Fact 2: $f(n)\leq 3n+1$
Proof: We repeat the idea of the proof of fact 1. Let $A\subseteq\{1,2,...,4n\},|A|\geq 3n+1$. It can be shown that $\{1,2,...,4n\}$ can be written as the union of disjoint sets: $$\{1,2,...,4n\}=\cup_{i=1}^{n}\{i,2n+1-i,2n+i,4n+1-i\}$$ (It can also be shown that $\land_{i=1}^n[i,2n+1-i,2n+i,4n+1-i \,are\, distinct\,]$ ) Since $|A|\geq 3n+1$, we know that $|A\cap\{i,2n+1-i,2n+i,4n+1-i\}|=4$ for some $i\in\{1,2,...,n\}$. Now we are done because: $$i+2n+1-i+2n+i+4n+1-i=2(4n+1)$$ Thus $f(n)\leq 3n+1$.
Unlike fact 1, I am not sure if the bound of fact 2 is sharp. I think there might be more clever ways of using the pigeon hole principle to obtain better upper bounds on $f(n)$. Question: Are there better bounds for $f(n)$ other than those given by fact 2 ?
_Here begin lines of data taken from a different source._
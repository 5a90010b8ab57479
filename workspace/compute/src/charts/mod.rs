//! Chart renderer. Every function here is a pure function of a filtered view
//! and returns a chart description; an empty view gives the empty description.

pub mod distribution;
pub mod donut;
pub mod radar;
pub mod scatter;
pub mod stats;
pub mod timeseries;

pub use distribution::feature_distribution;
pub use donut::segment_donut;
pub use radar::{DEFAULT_RADAR_FEATURES, segment_radar};
pub use scatter::rfm_scatter;
pub use timeseries::timeseries;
My main intrest is about seeing the more clever ways of using the pigeon -hole principle being applied to this problem and not the problem itself.
Thank you
$f(n)=2n+1$. We write $[1,4n]$ as the disjoint union of $2n$ pairs $\{i,4n+1-i\}$. If $|A|>f(n)$, then at least two pairs must have both of their elements in $A$; the sum of those four elements is $8n+2$. On the other hand, let $A=[1,2n+1]$. The four largest elements from $A$ sum to $8n-2$, so no four elements from $A$ sum to $8n+2$.
Edit: fixed typo.